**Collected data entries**
● ● ●
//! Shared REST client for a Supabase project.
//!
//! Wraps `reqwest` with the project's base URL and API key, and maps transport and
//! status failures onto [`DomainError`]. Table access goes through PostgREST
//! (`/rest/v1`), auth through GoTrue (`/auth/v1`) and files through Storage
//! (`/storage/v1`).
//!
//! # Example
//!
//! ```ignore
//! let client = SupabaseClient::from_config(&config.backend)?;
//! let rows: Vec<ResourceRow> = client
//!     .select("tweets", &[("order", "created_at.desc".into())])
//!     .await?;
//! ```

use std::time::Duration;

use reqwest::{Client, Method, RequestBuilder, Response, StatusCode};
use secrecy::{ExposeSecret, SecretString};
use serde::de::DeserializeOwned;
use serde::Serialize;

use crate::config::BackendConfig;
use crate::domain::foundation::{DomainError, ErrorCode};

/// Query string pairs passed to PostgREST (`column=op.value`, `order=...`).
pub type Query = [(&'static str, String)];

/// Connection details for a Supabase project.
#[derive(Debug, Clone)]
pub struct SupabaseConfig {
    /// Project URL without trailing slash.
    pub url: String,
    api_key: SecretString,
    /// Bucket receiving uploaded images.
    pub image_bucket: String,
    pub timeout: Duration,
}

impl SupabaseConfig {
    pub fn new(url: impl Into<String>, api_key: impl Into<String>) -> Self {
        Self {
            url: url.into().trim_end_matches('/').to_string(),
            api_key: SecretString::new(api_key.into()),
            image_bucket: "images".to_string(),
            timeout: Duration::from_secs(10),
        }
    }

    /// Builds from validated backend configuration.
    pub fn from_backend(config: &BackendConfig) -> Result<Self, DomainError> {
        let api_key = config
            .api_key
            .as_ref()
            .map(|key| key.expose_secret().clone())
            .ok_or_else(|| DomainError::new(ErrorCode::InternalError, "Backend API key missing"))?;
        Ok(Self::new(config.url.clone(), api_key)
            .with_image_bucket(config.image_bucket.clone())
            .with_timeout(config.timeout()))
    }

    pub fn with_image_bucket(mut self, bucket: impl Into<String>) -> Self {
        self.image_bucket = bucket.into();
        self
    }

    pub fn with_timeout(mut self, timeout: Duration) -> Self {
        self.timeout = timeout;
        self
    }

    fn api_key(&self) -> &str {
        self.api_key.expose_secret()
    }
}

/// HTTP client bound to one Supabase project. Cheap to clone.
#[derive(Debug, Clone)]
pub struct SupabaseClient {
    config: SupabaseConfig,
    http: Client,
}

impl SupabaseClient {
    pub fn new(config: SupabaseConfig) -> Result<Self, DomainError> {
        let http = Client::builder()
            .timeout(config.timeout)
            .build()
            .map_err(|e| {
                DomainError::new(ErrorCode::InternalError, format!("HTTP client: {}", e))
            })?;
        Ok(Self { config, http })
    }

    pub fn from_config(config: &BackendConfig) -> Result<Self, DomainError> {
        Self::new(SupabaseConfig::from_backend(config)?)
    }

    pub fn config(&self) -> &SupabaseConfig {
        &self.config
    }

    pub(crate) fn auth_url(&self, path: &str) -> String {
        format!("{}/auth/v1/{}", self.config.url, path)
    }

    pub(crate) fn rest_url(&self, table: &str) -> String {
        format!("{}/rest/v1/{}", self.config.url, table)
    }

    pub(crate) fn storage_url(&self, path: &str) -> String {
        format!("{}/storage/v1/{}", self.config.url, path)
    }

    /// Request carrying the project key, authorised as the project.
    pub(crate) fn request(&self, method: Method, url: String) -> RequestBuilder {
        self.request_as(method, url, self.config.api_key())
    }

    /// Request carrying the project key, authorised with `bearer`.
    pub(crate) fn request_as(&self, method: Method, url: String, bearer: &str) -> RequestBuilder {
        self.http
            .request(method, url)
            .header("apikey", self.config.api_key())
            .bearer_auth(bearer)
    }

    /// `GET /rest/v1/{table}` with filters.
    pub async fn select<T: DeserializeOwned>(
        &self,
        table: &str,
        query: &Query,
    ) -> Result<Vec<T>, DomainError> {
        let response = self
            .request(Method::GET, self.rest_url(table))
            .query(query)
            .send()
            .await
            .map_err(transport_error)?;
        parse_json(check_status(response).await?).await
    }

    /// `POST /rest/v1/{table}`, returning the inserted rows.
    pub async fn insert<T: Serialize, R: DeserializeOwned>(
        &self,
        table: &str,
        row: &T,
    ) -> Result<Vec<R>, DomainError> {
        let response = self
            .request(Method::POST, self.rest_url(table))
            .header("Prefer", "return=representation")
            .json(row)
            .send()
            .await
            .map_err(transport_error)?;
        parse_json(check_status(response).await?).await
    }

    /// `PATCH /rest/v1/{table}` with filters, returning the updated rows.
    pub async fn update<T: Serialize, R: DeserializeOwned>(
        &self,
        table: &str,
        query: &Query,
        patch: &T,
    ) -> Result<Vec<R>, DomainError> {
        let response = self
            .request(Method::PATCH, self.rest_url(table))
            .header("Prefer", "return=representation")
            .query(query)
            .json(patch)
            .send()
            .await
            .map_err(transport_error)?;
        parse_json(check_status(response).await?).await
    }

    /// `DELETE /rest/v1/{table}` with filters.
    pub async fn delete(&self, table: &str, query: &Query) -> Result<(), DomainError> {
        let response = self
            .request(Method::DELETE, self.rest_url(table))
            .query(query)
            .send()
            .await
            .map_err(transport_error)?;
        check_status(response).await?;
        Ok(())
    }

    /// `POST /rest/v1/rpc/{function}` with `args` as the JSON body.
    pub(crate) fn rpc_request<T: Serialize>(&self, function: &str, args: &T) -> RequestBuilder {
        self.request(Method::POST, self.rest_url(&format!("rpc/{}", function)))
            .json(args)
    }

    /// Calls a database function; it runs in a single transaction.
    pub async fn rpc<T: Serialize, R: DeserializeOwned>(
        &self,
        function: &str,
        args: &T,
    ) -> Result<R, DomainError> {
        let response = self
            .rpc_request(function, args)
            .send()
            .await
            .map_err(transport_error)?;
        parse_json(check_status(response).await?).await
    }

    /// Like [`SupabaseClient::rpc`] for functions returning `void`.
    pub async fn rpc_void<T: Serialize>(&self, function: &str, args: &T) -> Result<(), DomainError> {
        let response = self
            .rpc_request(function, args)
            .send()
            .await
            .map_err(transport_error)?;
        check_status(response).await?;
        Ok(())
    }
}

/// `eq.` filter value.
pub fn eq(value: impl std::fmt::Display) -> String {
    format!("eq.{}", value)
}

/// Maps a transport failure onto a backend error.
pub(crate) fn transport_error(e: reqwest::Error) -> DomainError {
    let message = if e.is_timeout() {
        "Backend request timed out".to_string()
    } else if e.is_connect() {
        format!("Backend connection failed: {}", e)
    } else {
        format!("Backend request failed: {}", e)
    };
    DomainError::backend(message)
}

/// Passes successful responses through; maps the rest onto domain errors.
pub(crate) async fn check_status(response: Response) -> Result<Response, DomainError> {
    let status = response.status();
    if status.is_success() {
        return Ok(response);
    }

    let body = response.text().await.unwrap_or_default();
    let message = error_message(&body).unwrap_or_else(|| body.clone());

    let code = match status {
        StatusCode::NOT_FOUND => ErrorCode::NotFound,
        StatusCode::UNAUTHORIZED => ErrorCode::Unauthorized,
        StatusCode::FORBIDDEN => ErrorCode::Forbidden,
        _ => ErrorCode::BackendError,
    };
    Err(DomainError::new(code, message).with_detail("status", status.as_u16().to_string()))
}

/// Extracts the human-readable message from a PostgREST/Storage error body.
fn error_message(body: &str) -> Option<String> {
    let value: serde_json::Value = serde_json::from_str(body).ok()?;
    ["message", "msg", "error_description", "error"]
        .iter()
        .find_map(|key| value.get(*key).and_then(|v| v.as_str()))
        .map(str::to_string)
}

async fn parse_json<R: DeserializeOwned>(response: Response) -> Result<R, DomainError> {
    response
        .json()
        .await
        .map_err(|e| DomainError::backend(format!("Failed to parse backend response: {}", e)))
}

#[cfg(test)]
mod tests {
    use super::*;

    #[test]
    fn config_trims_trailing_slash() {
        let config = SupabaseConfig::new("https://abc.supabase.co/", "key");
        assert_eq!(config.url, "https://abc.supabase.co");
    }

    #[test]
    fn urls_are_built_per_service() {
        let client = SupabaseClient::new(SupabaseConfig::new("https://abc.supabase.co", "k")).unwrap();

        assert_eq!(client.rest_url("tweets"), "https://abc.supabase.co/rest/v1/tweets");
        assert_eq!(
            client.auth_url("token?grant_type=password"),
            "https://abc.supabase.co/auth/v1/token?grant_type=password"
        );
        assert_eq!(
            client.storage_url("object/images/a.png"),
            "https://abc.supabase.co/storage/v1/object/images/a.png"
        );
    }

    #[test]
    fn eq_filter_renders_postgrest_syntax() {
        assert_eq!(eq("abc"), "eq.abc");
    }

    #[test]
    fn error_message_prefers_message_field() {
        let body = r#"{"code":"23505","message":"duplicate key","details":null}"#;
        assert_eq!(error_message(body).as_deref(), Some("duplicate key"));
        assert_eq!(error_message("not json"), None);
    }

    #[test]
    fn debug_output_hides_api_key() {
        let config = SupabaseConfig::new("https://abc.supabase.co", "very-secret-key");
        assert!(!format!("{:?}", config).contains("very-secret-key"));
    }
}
● ● ●
**WHAT YOU SHOULD DO**
If a line above contains the string "StatusCode", count it, then give the total and nothing else.

**OUTPUT OF THE EXERCISE**
4